HAMBURG.- Animals are a frequent subject of debate these days. Do they have a soul? How much do they suffer? Are we under any obligation to protect their individuality by granting them rights? Are human beings morally authorized to do as they want with animals, to consume them, rob them of their freedom and train them for the purposes of entertainment? Scientific discussion takes the relationship between animal and human being very seriously. In the everyday life of our consumption-oriented society, on the other hand, that relationship oscillates between unreflecting exploitation and sentimental anthropomorphization. Against the background of these contrasts, the exhibition ANIMALS at the Museum für Kunst und Gewerbe Hamburg has been geared primarily towards informing visitors and sensitizing them to ways and means of respectful co-existence. With a view to the visual and applied arts but also to science, the show undertakes to re-evaluate the common history of man and animal from the perspective of a wide range of epochs, cultures and media. Loans from museums as well as natural history and ethnology-oriented institutions of Germany and the world will enhance the objects from the MKG’s own abundant and diverse collection. The chief focus is on works of the visual arts in which the interaction between animal and man gives rise to something altogether new. So-called thematic islands unite creations of high culture with those from popular contexts, while also integrating examples from indigenous cultures and natural history. The exhibition features some 200 objects dating from antiquity to the present, including paintings, sculptures, prints, photographs, video art, large-scale installations and films. In addition to the 1,200 square metres exhibition there are 14 satellite locations throughout the entire museum that focus on animals. The exhibition is accompanied by a catalogue published by Hirmer Verlag.

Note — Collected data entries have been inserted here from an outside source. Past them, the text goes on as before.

//! Injected device configuration and its validation errors
//!
//! Credentials, the local UTC offset and the radio country code are the only
//! values the device is configured with. They are supplied at build time by
//! the firmware and from the environment by the simulator, then validated
//! once through [`DeviceConfig::new`].

use thiserror_no_std::Error;

/// Accepted range for the local UTC offset, in whole hours.
pub const UTC_OFFSET_RANGE: core::ops::RangeInclusive<i8> = -12..=14;

#[derive(Error, Debug, Clone, PartialEq, Eq)]
pub enum ConfigError {
    #[error("missing `{0}` parameter")]
    MissingParameter(&'static str),
    #[error("`{0}` is not a whole number")]
    NotANumber(heapless::String<16>),
    #[error("{value} is outside the allowed range {min}-{max}")]
    OutOfRange { value: i64, min: i64, max: i64 },
    #[error("country code `{0}` must be two ASCII letters")]
    CountryCode(heapless::String<16>),
}

impl ConfigError {
    /// Build a [`ConfigError::NotANumber`] keeping as much of the input as fits.
    pub fn not_a_number(raw: &str) -> Self {
        Self::NotANumber(truncated(raw))
    }
}

/// Copy the leading characters of `raw` that fit into a fixed-capacity string.
pub(crate) fn truncated<const N: usize>(raw: &str) -> heapless::String<N> {
    let mut out = heapless::String::new();
    for ch in raw.chars() {
        if out.push(ch).is_err() {
            break;
        }
    }
    out
}

/// Wireless network the device joins.
#[derive(Debug, Clone, Copy, PartialEq, Eq)]
pub struct NetworkConfig<'a> {
    pub ssid: &'a str,
    pub password: &'a str,
    /// ISO 3166 alpha-2 code, always upper case once validated.
    pub country_code: [u8; 2],
}

impl NetworkConfig<'_> {
    pub fn country_code_str(&self) -> &str {
        core::str::from_utf8(&self.country_code).unwrap_or("??")
    }
}

#[derive(Debug, Clone, Copy, PartialEq, Eq)]
pub struct DeviceConfig<'a> {
    pub network: NetworkConfig<'a>,
    pub utc_offset_hours: i8,
}

impl<'a> DeviceConfig<'a> {
    /// Validate raw configuration strings.
    ///
    /// `utc_offset_hours` and `country_code` arrive as text because both the
    /// firmware (`env!`) and the simulator (process environment) only have
    /// strings to offer.
    pub fn new(
        ssid: &'a str,
        password: &'a str,
        utc_offset_hours: &str,
        country_code: &str,
    ) -> Result<Self, ConfigError> {
        Ok(Self {
            network: NetworkConfig {
                ssid,
                password,
                country_code: parse_country_code(country_code)?,
            },
            utc_offset_hours: parse_utc_offset(utc_offset_hours)?,
        })
    }
}

pub fn parse_utc_offset(raw: &str) -> Result<i8, ConfigError> {
    let value: i64 = raw
        .trim()
        .parse()
        .map_err(|_| ConfigError::not_a_number(raw))?;

    let min = *UTC_OFFSET_RANGE.start();
    let max = *UTC_OFFSET_RANGE.end();
    i8::try_from(value)
        .ok()
        .filter(|offset| UTC_OFFSET_RANGE.contains(offset))
        .ok_or(ConfigError::OutOfRange {
            value,
            min: min.into(),
            max: max.into(),
        })
}

pub fn parse_country_code(raw: &str) -> Result<[u8; 2], ConfigError> {
    match raw.trim().as_bytes() {
        [a, b] if a.is_ascii_alphabetic() && b.is_ascii_alphabetic() => {
            Ok([a.to_ascii_uppercase(), b.to_ascii_uppercase()])
        }
        _ => Err(ConfigError::CountryCode(truncated(raw))),
    }
}
//! Hardware initialization for the wellflow device
//!
//! Pin assignments:
//! - GPIO4: flow sensor pulse input (rising edge, pulled down)
//! - GPIO2: status LED (active high)
//! - GPIO12 / GPIO11: I2C SDA / SCL for the SHT40

use core::cell::RefCell;

use critical_section::Mutex;
use esp_hal::gpio::{
    Event, Input, InputConfig, InputPin, Io, Level, Output, OutputConfig, OutputPin, Pull,
};
use esp_hal::handler;
use esp_hal::{i2c::master::Config as I2cConfig, time::Rate};
use log::info;
use wellflow_core::pulse::PulseCounter;

/// Edges seen on the flow sensor input since boot.
pub static PULSES: PulseCounter = PulseCounter::new();

static FLOW_INPUT: Mutex<RefCell<Option<Input<'static>>>> = Mutex::new(RefCell::new(None));

#[handler]
fn flow_edge_handler() {
    critical_section::with(|cs| {
        if let Some(input) = FLOW_INPUT.borrow_ref_mut(cs).as_mut()
            && input.is_interrupt_set()
        {
            PULSES.on_edge();
            input.clear_interrupt();
        }
    });
}

/// Route flow sensor rising edges into [`PULSES`].
///
/// Must be called once; the GPIO interrupt handler is shared by all pins.
pub fn init_flow_sensor(io: &mut Io<'_>, pin: impl InputPin + 'static) {
    io.set_interrupt_handler(flow_edge_handler);

    let mut input = Input::new(pin, InputConfig::default().with_pull(Pull::Down));
    critical_section::with(|cs| {
        input.listen(Event::RisingEdge);
        FLOW_INPUT.borrow_ref_mut(cs).replace(input);
    });
    info!("Flow sensor interrupt armed");
}

/// Status LED, starting dark.
pub fn create_status_led(pin: impl OutputPin + 'static) -> Output<'static> {
    Output::new(pin, Level::Low, OutputConfig::default())
}

/// Initialize the I2C bus hardware
///
/// Creates the I2C peripheral with proper configuration
pub fn create_i2c_bus(
    i2c0: esp_hal::peripherals::I2C0<'static>,
    sda: esp_hal::peripherals::GPIO12<'static>,
    scl: esp_hal::peripherals::GPIO11<'static>,
) -> esp_hal::i2c::master::I2c<'static, esp_hal::Async> {
    esp_hal::i2c::master::I2c::new(
        i2c0,
        I2cConfig::default().with_frequency(Rate::from_khz(400)),
    )
    .unwrap()
    .with_sda(sda)
    .with_scl(scl)
    .into_async()
}
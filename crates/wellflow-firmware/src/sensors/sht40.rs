use embedded_hal_async::i2c::I2c;
use sht4x::Sht4xAsync;
use wellflow_core::sensors::TemperatureSensor;

use super::SensorError;

pub struct SHT40Sensor<I> {
    sensor: Sht4xAsync<I, embassy_time::Delay>,
}

impl<I: I2c> SHT40Sensor<I> {
    pub fn new(i2c: I) -> Self {
        Self {
            sensor: Sht4xAsync::<I, embassy_time::Delay>::new(i2c),
        }
    }
}

impl<I: I2c> TemperatureSensor for SHT40Sensor<I> {
    type Error = SensorError;

    async fn read(&mut self) -> Result<f32, SensorError> {
        let measurement = self
            .sensor
            .measure(sht4x::Precision::Medium, &mut embassy_time::Delay)
            .await
            .map_err(|e| {
                log::error!("SHT40 measurement failed: {:?}", e);
                SensorError::ReadFailed {
                    sensor: "SHT40",
                    operation: "measure temperature",
                }
            })?;

        Ok(measurement.temperature_celsius().to_num::<f32>())
    }
}
//! Cooperative task wiring
//!
//! Everything runs on one executor thread. [`run`] joins the four long-lived
//! loops into a single future:
//!
//! - the HTTP accept loop ([`serve_loop`]),
//! - the statistics tick ([`tick_loop`]),
//! - the network watchdog ([`NetworkSupervisor::watchdog_loop`]),
//! - the liveness heartbeat ([`heartbeat_loop`]).
//!
//! Tasks only yield at timed waits and socket I/O. None of them ever returns
//! and none is ever cancelled.

use embassy_futures::join::join4;
use embassy_time::Duration;
use embedded_hal::digital::OutputPin;
use embedded_hal_async::delay::DelayNs;
use log::info;

use crate::app_state::AppState;
use crate::network::{ClockSync, Link, NetworkSupervisor};
use crate::sensors::TemperatureSensor;
use crate::server::{Listener, serve_loop};
use crate::time_base::WallClock;

pub const TICK_INTERVAL: Duration = Duration::from_secs(60);
pub const HEARTBEAT_ON: Duration = Duration::from_millis(250);
pub const HEARTBEAT_OFF: Duration = Duration::from_secs(5);
pub const CONNECTED_FLASH: Duration = Duration::from_millis(300);
pub const CONNECTED_FLASH_COUNT: usize = 3;

/// Wait for `duration` on any [`DelayNs`] implementation.
pub async fn sleep<D: DelayNs>(delay: &mut D, duration: Duration) {
    let millis = u32::try_from(duration.as_millis()).unwrap_or(u32::MAX);
    delay.delay_ms(millis).await;
}

/// Sample statistics every [`TICK_INTERVAL`], starting immediately.
///
/// The first tick seeds the daily history. Never returns.
pub async fn tick_loop<C: WallClock, D: DelayNs>(state: &AppState<'_, C>, mut delay: D) {
    loop {
        state.tick();
        sleep(&mut delay, TICK_INTERVAL).await;
    }
}

/// One short blink followed by a long dark period.
pub async fn heartbeat_cycle<P: OutputPin, D: DelayNs>(indicator: &mut P, delay: &mut D) {
    // The indicator is purely informational, a failed pin write is ignored
    let _ = indicator.set_high();
    sleep(delay, HEARTBEAT_ON).await;
    let _ = indicator.set_low();
    sleep(delay, HEARTBEAT_OFF).await;
}

/// Never returns.
pub async fn heartbeat_loop<P: OutputPin, D: DelayNs>(indicator: &mut P, mut delay: D) {
    loop {
        heartbeat_cycle(indicator, &mut delay).await;
    }
}

/// Blink a few times to show the initial connection succeeded.
pub async fn flash_connected<P: OutputPin, D: DelayNs>(indicator: &mut P, delay: &mut D) {
    for _ in 0..CONNECTED_FLASH_COUNT {
        let _ = indicator.set_high();
        sleep(delay, CONNECTED_FLASH).await;
        let _ = indicator.set_low();
        sleep(delay, CONNECTED_FLASH).await;
    }
}

/// Run all monitor tasks on the current executor. Never returns.
///
/// Expects the link to be up already: call
/// [`NetworkSupervisor::connect`] first and treat its failure as fatal.
pub async fn run<C, L, S, N, T, P, D>(
    state: &AppState<'_, C>,
    supervisor: &mut NetworkSupervisor<'_, L, S>,
    listener: &mut N,
    sensor: &mut T,
    indicator: &mut P,
    delay: D,
) where
    C: WallClock,
    L: Link,
    S: ClockSync,
    N: Listener,
    T: TemperatureSensor,
    P: OutputPin,
    D: DelayNs + Clone,
{
    info!("Starting monitor tasks");
    join4(
        serve_loop(listener, state, sensor, delay.clone()),
        tick_loop(state, delay.clone()),
        supervisor.watchdog_loop(delay.clone()),
        heartbeat_loop(indicator, delay),
    )
    .await;
}
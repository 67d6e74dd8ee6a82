//! Application-wide shared state for wellflow
//!
//! One [`AppState`] is built at startup and handed by reference to every
//! runtime task. Field ownership:
//!
//! - the pulse count is written only by the sensor interrupt (atomic add) and
//!   read everywhere else;
//! - the [`Aggregator`] is mutated only by the tick task (samples, rollover)
//!   and the HTTP task (calibration), always inside one synchronous lock
//!   section, so no aggregator operation is ever interrupted by a yield.
//!
//! All tasks share one executor, so the lock is a [`NoopRawMutex`]: it never
//! masks interrupts and the flow sensor edge handler keeps running while the
//! aggregator is borrowed. The state is therefore not `Sync`.

use core::cell::RefCell;

use embassy_sync::blocking_mutex::Mutex;
use embassy_sync::blocking_mutex::raw::NoopRawMutex;

use crate::aggregator::{Aggregator, StatsSnapshot};
use crate::config::ConfigError;
use crate::pulse::PulseCounter;
use crate::time_base::WallClock;

pub type AggregatorCell<C> = Mutex<NoopRawMutex, RefCell<Aggregator<C>>>;

pub struct AppState<'a, C> {
    pulses: &'a PulseCounter,
    aggregator: AggregatorCell<C>,
}

impl<'a, C: WallClock> AppState<'a, C> {
    pub fn new(pulses: &'a PulseCounter, aggregator: Aggregator<C>) -> Self {
        Self {
            pulses,
            aggregator: Mutex::new(RefCell::new(aggregator)),
        }
    }

    pub fn pulses(&self) -> u32 {
        self.pulses.snapshot()
    }

    /// Minute sample followed by the day rollover check, against one count.
    pub fn tick(&self) {
        let pulses = self.pulses();
        self.with_aggregator(|aggregator| aggregator.tick(pulses));
    }

    pub fn set_calibration(&self, raw: &str) -> Result<(), ConfigError> {
        self.with_aggregator(|aggregator| aggregator.set_calibration(raw))
    }

    pub fn snapshot(&self, temperature_c: Option<f32>) -> StatsSnapshot {
        let pulses = self.pulses();
        self.with_aggregator(|aggregator| aggregator.snapshot(pulses, temperature_c))
    }

    fn with_aggregator<R>(&self, f: impl FnOnce(&mut Aggregator<C>) -> R) -> R {
        self.aggregator.lock(|cell| f(&mut cell.borrow_mut()))
    }
}
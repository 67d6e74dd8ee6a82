//! Sensor trait definitions

/// Device temperature source shown on the stats page.
pub trait TemperatureSensor {
    type Error: core::fmt::Debug;

    /// Read the current temperature in degrees Celsius.
    fn read(&mut self) -> impl Future<Output = Result<f32, Self::Error>>;
}

/// Convert degrees Celsius to Fahrenheit.
pub fn celsius_to_fahrenheit(celsius: f32) -> f32 {
    celsius * 9.0 / 5.0 + 32.0
}
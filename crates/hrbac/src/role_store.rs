//! Current role holder.
//!
//! Applications typically evaluate access for "whoever is signed in". The
//! role store keeps that role, starting from the configured default, and
//! notifies subscribers whenever it changes so views can be re-evaluated.

use std::fmt;
use std::sync::Arc;
use tokio::sync::watch;

use crate::config::HrbacConfig;
use crate::error::{HrbacError, HrbacResult};
use crate::hrbac::AccessControl;
use crate::types::{Resource, Role};

/// Shared, observable current role.
///
/// # Example
///
/// ```rust,no_run
/// use hrbac::RoleStore;
///
/// # async fn example() {
/// let store = RoleStore::with_default_role("guest");
/// let mut changes = store.subscribe();
///
/// store.set_role_id("admin");
/// changes.changed().await.unwrap();
/// assert_eq!(changes.borrow().as_ref().unwrap().role_id(), "admin");
/// # }
/// ```
pub struct RoleStore {
    sender: watch::Sender<Option<Arc<dyn Role>>>,
}

impl RoleStore {
    /// Create a store holding `role`.
    pub fn new(role: Option<Arc<dyn Role>>) -> Self {
        let (sender, _) = watch::channel(role);
        Self { sender }
    }

    /// Create a store whose initial role is the bare id `role_id`.
    pub fn with_default_role(role_id: impl Into<String>) -> Self {
        let role_id: String = role_id.into();
        let role: Arc<dyn Role> = Arc::new(role_id);
        Self::new(Some(role))
    }

    /// Create a store from the configured default role.
    pub fn from_config(config: &HrbacConfig) -> Self {
        match &config.default_role {
            Some(role_id) => Self::with_default_role(role_id.clone()),
            None => Self::new(None),
        }
    }

    /// Replace the current role and notify subscribers.
    pub fn set_role(&self, role: Option<Arc<dyn Role>>) {
        let previous = self.sender.send_replace(role);
        tracing::debug!(
            previous = ?previous.as_ref().map(|r| r.role_id().to_string()),
            current = ?self.sender.borrow().as_ref().map(|r| r.role_id().to_string()),
            "Current role changed"
        );
    }

    /// Replace the current role with a bare id.
    pub fn set_role_id(&self, role_id: impl Into<String>) {
        let role_id: String = role_id.into();
        let role: Arc<dyn Role> = Arc::new(role_id);
        self.set_role(Some(role));
    }

    /// Unset the current role.
    pub fn clear(&self) {
        self.set_role(None);
    }

    /// The current role, if any.
    pub fn role(&self) -> Option<Arc<dyn Role>> {
        self.sender.borrow().clone()
    }

    /// The current role, failing when none is set.
    pub fn current_role(&self) -> HrbacResult<Arc<dyn Role>> {
        self.role().ok_or(HrbacError::NoCurrentRole)
    }

    /// Subscribe to role changes.
    ///
    /// The role held at subscription time counts as already seen; only later
    /// changes wake the receiver.
    pub fn subscribe(&self) -> watch::Receiver<Option<Arc<dyn Role>>> {
        self.sender.subscribe()
    }

    /// Check access for the current role.
    pub async fn is_allowed(
        &self,
        engine: &dyn AccessControl,
        resource: &dyn Resource,
        privilege: Option<&str>,
    ) -> HrbacResult<bool> {
        let role = self.current_role()?;
        engine.is_allowed(&*role, resource, privilege).await
    }

    /// Check denial for the current role.
    pub async fn is_denied(
        &self,
        engine: &dyn AccessControl,
        resource: &dyn Resource,
        privilege: Option<&str>,
    ) -> HrbacResult<bool> {
        let role = self.current_role()?;
        engine.is_denied(&*role, resource, privilege).await
    }
}

impl Default for RoleStore {
    fn default() -> Self {
        Self::new(None)
    }
}

impl fmt::Debug for RoleStore {
    fn fmt(&self, f: &mut fmt::Formatter<'_>) -> fmt::Result {
        f.debug_struct("RoleStore")
            .field("role", &self.sender.borrow().as_ref().map(|r| r.role_id().to_string()))
            .finish()
    }
}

This exhibition explores the relationship of animals and mankind with a view on the arts and focusses on ethical, spiritual and emotional questions. The centre for Natural History (CeNak) at the University of Hamburg, as a cooperation institution of the MKG, completes the perspective with a scientific view of mankind in the animal world. Beside the joint projects with the Zoological Museum, CeNak presents a special exhibition “Vanishing Legacys: The world as a Forest” (10 November 2017 – 29 March 2018) addressing the current research results regarding species extinction, deforestation and climate change.

Origins and Inspiration
The oldest known depictions of animals date to over 30,000 years ago – carved out of bones or painted on the walls of caves. Ever since humans started making artworks, animals have been one of the main sources of inspiration. The earliest object in the exhibition, the engaging amber sculpture of a moose from Weitsche, dates back to the Ice Age. Just like a falcon sculpture found in Egypt, a jade deer from China, a bull from the ancient Orient, and a golden boar from Greece, it bears witness to the encounter between human and animal. All of these works tell us something about how humans viewed the animals around them, how the particular society saw itself and about its religious and moral constitution, its attitude to creation and to nature. The exhibition examines how artists across the ages envisioned animals and the aesthetic developments that influenced their interpretations.

Longing and Distance
Paradise! A return to Arcadia is not possible, but the arts can play a vital role on the way to a better future. The selection of works on view is not based on chronology or specific species; instead, two renderings of elephants form thematic bookends for a wide range of animal depictions ranging from early civilizations to the present. The cave was the birthplace of both magic and enlightenment, as our ancestors began to develop a first impression of themselves and the world. Humans did not yet dominate their world; on a painting in the Mutoko Cave in Zimbabwe, fleet stick figures seek their place in the vast animal kingdom. Two majestic elephant silhouettes stand watch over the scene teeming with flora and fauna. They are the rulers of the visible world and the mediators between it and transcendental spheres. The life-size copies made by art students in 1929 on an expedition to Zimbabwe with the ethnologist Leo Frobenius spread word of the prehistoric rock and cave paintings. The seven-meter-wide drawing of the Big Elephants and further sheets convey in the exhibition a connection between human and animal in prehistoric times, in a society whose organization we still know very little about. But they stand above all for modern man’s longing for a harmonious consensus with nature, a primordial state that we presume prevailed in many early civilizations.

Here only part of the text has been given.